Yüzü yaralı adam kendi elindeki silaha baktı ve güldü. Gökhan onun ne yaptığına anlam veremedi. Adam bakışlarını silahından kaldırıp ona baktı. Gülümsemeye devam ediyordu.

''Bilmiyorum, istersen vur beni. Ölmek istiyorum.''

Gözleri dolmuştu, yabancı birinin yanında kendini küçük göstermemek için kendini tuttuğu belliydi. Ağlamak küçük görünmek değildi belki ama o böyle düşünüyordu. Gökhan, elindeki silahıyla birlikte öylece kalmıştı. Yukarı kattan bir ses geldiğinde elindeki silahı indirmeden merdivenlerden çıkmaya başlamıştı. Onu durdurmak için arkasından seslenen adamı görmezden geldi ve sesin olduğu odanın kapısını açmaya çalıştı. Fakat kilitliydi.

''Beren, orada olduğunu biliyorum. Seni götürmem lazım.'' dedi. Neden ondan kaçtığını anlamamıştı. İçeriden ses gelmeyince sinirle kapıyı yumruklamaya başladı.

''Sessiz ol, başımıza toplayacaksın onları!'' dedi arkasındaki adam. Gökhan ne kadar seslense de içeriden hiçbir ses gelmedi. En sonunda kapıyı açmaya çalıştı ama kilitliydi. Bediz'in orada olduğunu biliyordu. Yaralı adam elindeki silahla merdivenlerden aşağı doğru inince Gökhan kendine zarar vereceğini anlayıp onu takip etti. Adam tuğlalarla kapalı pencereye doğru bakıyordu, arkası dönüktü. Sanki pencerenin ardını görebiliyormuş gibi bir süre öyle durdu ve elindeki silahı yavaşça kafasına doğru kaldırdı. Gökhan birkaç adım atarak adama yaklaşmak istedi.

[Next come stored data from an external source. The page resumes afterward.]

//! HTTP and file media loading with symphonia decoding

use super::{CorsMode, DecodedAudio, MediaLoader};
use crate::error::MediaError;
use async_trait::async_trait;
use std::io::Cursor;
use std::path::Path;
use std::time::Duration;
use symphonia::core::audio::SampleBuffer;
use symphonia::core::codecs::DecoderOptions;
use symphonia::core::errors::Error as SymphoniaError;
use symphonia::core::formats::FormatOptions;
use symphonia::core::io::MediaSourceStream;
use symphonia::core::meta::MetadataOptions;
use symphonia::core::probe::Hint;
use tracing::{debug, warn};

/// Origin sent with anonymous cross-origin requests.
const REQUEST_ORIGIN: &str = "http://localhost";

/// Loader for `http(s)://` URLs, `file://` URLs and plain paths.
#[derive(Debug, Clone)]
pub struct HttpMediaLoader {
    client: reqwest::Client,
}

impl HttpMediaLoader {
    /// Loader with a default client.
    pub fn new(timeout: Duration) -> Result<Self, MediaError> {
        let client = reqwest::Client::builder()
            .timeout(timeout)
            .build()
            .map_err(|e| MediaError::Network(e.to_string()))?;
        Ok(Self { client })
    }

    /// Loader reusing an existing client.
    pub fn with_client(client: reqwest::Client) -> Self {
        Self { client }
    }

    async fn fetch_remote(&self, url: &str, cors: CorsMode) -> Result<Vec<u8>, MediaError> {
        let mut request = self.client.get(url);
        if cors == CorsMode::Anonymous {
            request = request.header(reqwest::header::ORIGIN, REQUEST_ORIGIN);
        }
        let response = request
            .send()
            .await
            .map_err(|e| MediaError::Network(e.to_string()))?
            .error_for_status()
            .map_err(|e| MediaError::Network(e.to_string()))?;

        if cors == CorsMode::Anonymous
            && !response
                .headers()
                .contains_key(reqwest::header::ACCESS_CONTROL_ALLOW_ORIGIN)
        {
            return Err(MediaError::CrossOriginDenied(url.to_string()));
        }

        let bytes = response
            .bytes()
            .await
            .map_err(|e| MediaError::Network(e.to_string()))?;
        Ok(bytes.to_vec())
    }
}

#[async_trait]
impl MediaLoader for HttpMediaLoader {
    async fn open(&self, url: &str, cors: CorsMode) -> Result<DecodedAudio, MediaError> {
        let hint = extension_hint(url);
        let bytes = if url.starts_with("http://") || url.starts_with("https://") {
            self.fetch_remote(url, cors).await?
        } else {
            let path = url.strip_prefix("file://").unwrap_or(url).to_string();
            tokio::task::spawn_blocking(move || std::fs::read(&path))
                .await
                .map_err(|e| MediaError::Network(e.to_string()))?
                .map_err(|e| MediaError::Network(format!("{url}: {e}")))?
        };
        debug!(url, bytes = bytes.len(), "media fetched");

        tokio::task::spawn_blocking(move || decode_bytes(bytes, hint.as_deref()))
            .await
            .map_err(|e| MediaError::Decode(e.to_string()))?
    }
}

fn extension_hint(url: &str) -> Option<String> {
    let path = url.split(['?', '#']).next().unwrap_or(url);
    Path::new(path)
        .extension()
        .and_then(|e| e.to_str())
        .map(str::to_ascii_lowercase)
}

/// Decode a complete file held in memory to stereo.
pub fn decode_bytes(bytes: Vec<u8>, extension: Option<&str>) -> Result<DecodedAudio, MediaError> {
    let mss = MediaSourceStream::new(Box::new(Cursor::new(bytes)), Default::default());

    let mut hint = Hint::new();
    if let Some(ext) = extension {
        hint.with_extension(ext);
    }

    let probed = symphonia::default::get_probe()
        .format(
            &hint,
            mss,
            &FormatOptions::default(),
            &MetadataOptions::default(),
        )
        .map_err(|e| MediaError::Unsupported(e.to_string()))?;

    let mut format = probed.format;
    let track = format
        .default_track()
        .ok_or_else(|| MediaError::Unsupported("no default track".into()))?;
    let mut decoder = symphonia::default::get_codecs()
        .make(&track.codec_params, &DecoderOptions::default())
        .map_err(|e| MediaError::Unsupported(e.to_string()))?;

    let track_id = track.id;
    let mut sample_rate = track.codec_params.sample_rate;
    let mut channels = track.codec_params.channels.map(|c| c.count());
    let mut samples: Vec<f32> = Vec::new();

    loop {
        let packet = match format.next_packet() {
            Ok(packet) => packet,
            Err(SymphoniaError::IoError(ref e))
                if e.kind() == std::io::ErrorKind::UnexpectedEof =>
            {
                break;
            }
            Err(SymphoniaError::ResetRequired) => break,
            Err(e) => return Err(MediaError::Decode(e.to_string())),
        };

        if packet.track_id() != track_id {
            continue;
        }

        match decoder.decode(&packet) {
            Ok(decoded) => {
                let spec = *decoded.spec();
                sample_rate.get_or_insert(spec.rate);
                channels.get_or_insert(spec.channels.count());
                let mut buf = SampleBuffer::<f32>::new(decoded.capacity() as u64, spec);
                buf.copy_interleaved_ref(decoded);
                samples.extend_from_slice(buf.samples());
            }
            Err(SymphoniaError::DecodeError(e)) => {
                warn!(error = e, "skipping undecodable packet");
            }
            Err(SymphoniaError::IoError(_)) => continue,
            Err(e) => return Err(MediaError::Decode(e.to_string())),
        }
    }

    let rate = sample_rate.ok_or_else(|| MediaError::Decode("unknown sample rate".into()))?;
    let channels = channels.unwrap_or(2);
    if samples.is_empty() {
        return Err(MediaError::Decode("no audio frames".into()));
    }
    Ok(DecodedAudio::from_interleaved(rate, channels, &samples))
}

#[cfg(all(test, feature = "export"))]
mod tests {
    use super::*;

    fn wav_bytes(channels: u16, rate: u32, frames: usize) -> Vec<u8> {
        let spec = hound::WavSpec {
            channels,
            sample_rate: rate,
            bits_per_sample: 16,
            sample_format: hound::SampleFormat::Int,
        };
        let mut cursor = Cursor::new(Vec::new());
        {
            let mut writer = hound::WavWriter::new(&mut cursor, spec).unwrap();
            for i in 0..frames * channels as usize {
                writer.write_sample(((i % 100) as i16) * 100).unwrap();
            }
            writer.finalize().unwrap();
        }
        cursor.into_inner()
    }

    #[test]
    fn test_decode_mono_wav_to_stereo() {
        let audio = decode_bytes(wav_bytes(1, 22_050, 2_205), Some("wav")).unwrap();
        assert_eq!(audio.sample_rate(), 22_050);
        assert_eq!(audio.frames(), 2_205);
        let s = audio.samples();
        assert_eq!(s[2], s[3], "mono duplicated to both sides");
    }

    #[test]
    fn test_garbage_is_unsupported() {
        let err = decode_bytes(vec![0x42; 512], None).unwrap_err();
        assert!(matches!(err, MediaError::Unsupported(_)));
    }

    #[test]
    fn test_extension_hint_ignores_query() {
        assert_eq!(
            extension_hint("https://cdn/x/track.MP3?filename=a.mp3").as_deref(),
            Some("mp3")
        );
        assert_eq!(extension_hint("https://cdn/stream"), None);
    }

    #[tokio::test]
    async fn test_open_local_file() {
        let dir = tempfile::tempdir().unwrap();
        let path = dir.path().join("tone.wav");
        std::fs::write(&path, wav_bytes(2, 44_100, 441)).unwrap();
        let loader = HttpMediaLoader::new(Duration::from_secs(1)).unwrap();
        let url = format!("file://{}", path.display());
        let audio = loader.open(&url, CorsMode::Anonymous).await.unwrap();
        assert_eq!(audio.frames(), 441);
        assert!(loader
            .open("/definitely/not/here.wav", CorsMode::None)
            .await
            .is_err());
    }
}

''Yaklaşma. '' dedi adam sert bir şekilde. Kendini öldürmekten korktuğu belliydi ama ölmeyi kafasına koymuştu. Onun içini en çok acıtansa ardında bir mektup bile bırakamamaktı. Tanıdığı herkes ölmüştü ve bu yüzden yaşamak için bir nedeni kalmadığına inanıyordu. Derin bir nefes aldı ve tetiği çekmek için hazırlandığında gelen sesle arkasını döndü.

''Hayır.'' diye bağıran kişi Bediz'di.

''Yaşamak için hiçbir sebebim kalmadı.'' Gökhan'a döndü ve konuşmasına devam etti.

''Yaralanıp dönüşeceğinden korkuyor. Öyle değilse onu al git.''

Gökhan, Bediz'e baktı. ''Kolunda.''

''Nasıl yaralandım bilmiyorum, Bediz. Öyle olsa bile çok zaman geçti üzerinden. Yarım saattir buradayız.'' dediğinde Bediz yine ona inanmadı. Merdivenin başındaki kahverengi saçları kollarına düşen kız, sadece korkuyordu. Korkmuyormuş gibi görünmeye çalışsa da korkuyu bütün bedeninde hissediyordu.